The choice voters face on Tuesday will not determine exactly where this new equilibrium ends up. An Obama second term and a Romney first term would both feature a certain amount of can-kicking and a certain amount of compromise. A President Obama would probably accede to further spending cuts; a President Romney would likely accept the need for slightly higher tax revenue. Both men would continue to run large deficits as long as the recovery seemed weak.
But this year’s choice will make a long-term difference nonetheless. A vote for President Obama is a vote for a future where spending stabilizes well above its 40-year average, and where tax revenue gradually rises — thanks to the leverage afforded the president by the expiration of the Bush tax cuts — to pay for Social Security, Medicare, the president’ health care law and more.
A vote for Romney, on the other hand, is a vote for a future in which we at least try to make the fiscal adjustments necessary to keep taxing and spending at roughly the same rate as under Ronald Reagan and Bill Clinton and George W. Bush.
As I’ve written before, there are good reasons that a nonideological voter might be undecided between these two futures. The conservative vision requires making structural changes to popular programs, and asking the middle class to accept further creative destruction in an age of insecurity. The last 50 years of Western European life, meanwhile, suggest that the higher-tax, higher-spending equilibrium favored by liberals can be comfortable rather than dystopian.
But there’s a strong rebuttal to the case for accepting a bigger-government new normal.
The European model of social democracy has its virtues, but it has always depended on the wealth created by American laissez-faire. As a recent economic paper entitled “Can’t We All Be More Like Scandinavians?” points out, it’s easier for smaller countries to afford a more “cuddly” form of capitalism if big countries like the United States are driving global economic growth. And the price of a permanently larger government — in growth lost, private-sector jobs left uncreated, breakthroughs forgone — is much higher for a country of our size and influence than it is for a Sweden or a France.
What’s more, we would be paying this increased price at a very different demographic and economic moment than when the European welfare states were built, or for that matter when our own entitlement system was established.
It’s one thing for a young, fast-growing nation — like the America of the 1960s — to embrace a permanently larger public sector. It’s quite another for a graying society with a stagnant economy and a sinking birthrate to do the same. There’s a risk of a vicious cycle, in which a shrinking working-age population bears the burden of growing old-age entitlements, which in turn discourages precisely the kind of risk-taking and family formation required to keep the system solvent.
Already our government redistributes too much from the young to the old, from working families to retirees, from productive entrepreneurs to protected clients. To accede to this government’s permanent expansion is to walk, with eyes wide open, into the kind of economic and demographic trap that has ensnared the weaker economies of Europe today.

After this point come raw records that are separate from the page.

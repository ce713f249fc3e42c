//! # Interaction Contracts
//!
//! The core never talks to a terminal. Whenever a command needs the user, it
//! goes through [`Prompt`]:
//! - [`Prompt::choose`] when a name matches several records,
//! - [`Prompt::confirm`] before every delete,
//! - [`Prompt::edit_record`] to edit a [`RecordForm`].
//!
//! The binary implements it on top of stdin and `$EDITOR`; tests use
//! scripted doubles.

use crate::database::Database;
use crate::error::Result;
use crate::form::RecordForm;
use crate::model::{Kind, Payload, Record};

/// One entry offered by [`Prompt::choose`].
#[derive(Debug, Clone, PartialEq, Eq)]
pub struct Candidate {
    pub id: u32,
    pub name: String,
    /// Payload columns, already rendered (e.g. the shelf/room/warehouse of a box).
    pub summary: Vec<String>,
}

impl Candidate {
    pub fn from_record<P: Payload>(db: &Database, record: &Record<P>) -> Self {
        Self {
            id: record.id,
            name: db.display_name(record),
            summary: record.data.row(record.id, db),
        }
    }
}

pub trait Prompt {
    /// Lets the user pick one of `candidates` for `action`. `None` means cancelled.
    fn choose(&mut self, kind: Kind, candidates: &[Candidate], action: &str) -> Option<usize>;

    /// Asks a yes/no question.
    fn confirm(&mut self, message: &str) -> bool;

    /// Presents `form` for editing. `Ok(None)` means the user did not save.
    fn edit_record(&mut self, form: RecordForm) -> Result<Option<RecordForm>>;
}

#[cfg(any(test, feature = "test_utils"))]
pub mod scripted {
    use super::*;
    use std::collections::VecDeque;

    /// A [`Prompt`] answering from queues. Empty queues answer "cancel" / "no".
    #[derive(Debug, Default)]
    pub struct ScriptedPrompt {
        choices: VecDeque<Option<usize>>,
        confirms: VecDeque<bool>,
        edits: VecDeque<Option<Vec<(String, String)>>>,
        /// Every question asked, in order.
        pub asked: Vec<String>,
        /// Every form presented, as received.
        pub forms: Vec<RecordForm>,
    }

    impl ScriptedPrompt {
        pub fn new() -> Self {
            Self::default()
        }

        pub fn choosing(mut self, choice: Option<usize>) -> Self {
            self.choices.push_back(choice);
            self
        }

        pub fn confirming(mut self, answer: bool) -> Self {
            self.confirms.push_back(answer);
            self
        }

        /// Queues a saved edit setting `key` to `value` for each pair. Keys
        /// are `name`, `description`, `tags` or a payload field.
        pub fn editing(mut self, changes: &[(&str, &str)]) -> Self {
            self.edits.push_back(Some(
                changes
                    .iter()
                    .map(|(k, v)| (k.to_string(), v.to_string()))
                    .collect(),
            ));
            self
        }

        /// Queues an edit the user does not save.
        pub fn discarding(mut self) -> Self {
            self.edits.push_back(None);
            self
        }
    }

    impl Prompt for ScriptedPrompt {
        fn choose(&mut self, kind: Kind, candidates: &[Candidate], action: &str) -> Option<usize> {
            self.asked
                .push(format!("choose {} of {} to {}", kind, candidates.len(), action));
            self.choices.pop_front().flatten()
        }

        fn confirm(&mut self, message: &str) -> bool {
            self.asked.push(message.to_string());
            self.confirms.pop_front().unwrap_or(false)
        }

        fn edit_record(&mut self, form: RecordForm) -> Result<Option<RecordForm>> {
            self.forms.push(form.clone());
            let Some(Some(changes)) = self.edits.pop_front() else {
                return Ok(None);
            };
            let mut form = form;
            for (key, value) in changes {
                match key.as_str() {
                    "name" => form.name = value,
                    "description" => form.description = value,
                    "tags" => form.tags = value,
                    _ => {
                        if let Some(field) = form.fields.iter_mut().find(|f| f.key == key) {
                            field.value = value;
                        }
                    }
                }
            }
            Ok(Some(form))
        }
    }
}
//! Re-parenting of items and boxes.

use crate::commands::helpers::parse_id;
use crate::commands::{CmdMessage, CmdResult};
use crate::database::Database;
use crate::error::{Result, ShelfwiseError};
use crate::model::{Bin, Kind, Shelf};
use crate::prompt::Prompt;
use crate::resolve::select;

/// Moves the item with ID `item` into the box resolved from `target`.
pub fn item<U: Prompt>(db: &mut Database, ui: &mut U, item: &str, target: &str) -> Result<CmdResult> {
    let item_id = parse_id(item)?;
    let item_idx = db
        .items
        .index_of(item_id)
        .ok_or_else(|| ShelfwiseError::not_found(Kind::Item, item))?;
    let box_idx = select::<Bin, U>(db, ui, target, "move")?;

    let (box_id, box_name) = (db.boxes[box_idx].id, db.boxes[box_idx].name.clone());
    let record = &mut db.items[item_idx];
    record.data.box_id = box_id;
    record.touch();
    Ok(CmdResult::default()
        .with_message(CmdMessage::success(format!(
            "Moved item \"{}\" to \"{}\"",
            record.name, box_name
        )))
        .changed())
}

/// Moves the box with ID `bin` onto the shelf resolved from `target`.
pub fn bin<U: Prompt>(db: &mut Database, ui: &mut U, bin: &str, target: &str) -> Result<CmdResult> {
    let box_id = parse_id(bin)?;
    let box_idx = db
        .boxes
        .index_of(box_id)
        .ok_or_else(|| ShelfwiseError::not_found(Kind::Box, bin))?;
    let shelf_idx = select::<Shelf, U>(db, ui, target, "move")?;

    let (shelf_id, shelf_name) = (db.shelves[shelf_idx].id, db.shelves[shelf_idx].name.clone());
    let record = &mut db.boxes[box_idx];
    record.data.shelf_id = shelf_id;
    record.touch();
    Ok(CmdResult::default()
        .with_message(CmdMessage::success(format!(
            "Moved box \"{}\" to \"{}\"",
            record.name, shelf_name
        )))
        .changed())
}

President Obama did not single-handedly put us on this path. But he has kept us on it, accelerated our progress down it, and campaigned for re-election as though taking this course had no downsides whatsoever. He’s the candidate of the Medicare status quo in a country facing an entitlement crunch, of government bailouts in an economy with a crony capitalism problem, and of contraceptive mandates in a society with a birth dearth.
For an incumbent president facing a mistrusted opposition party, this may prove a formula for a narrow electoral victory. But for the country that might vote to re-elect him, it risks four more years of drift, stagnation and decline.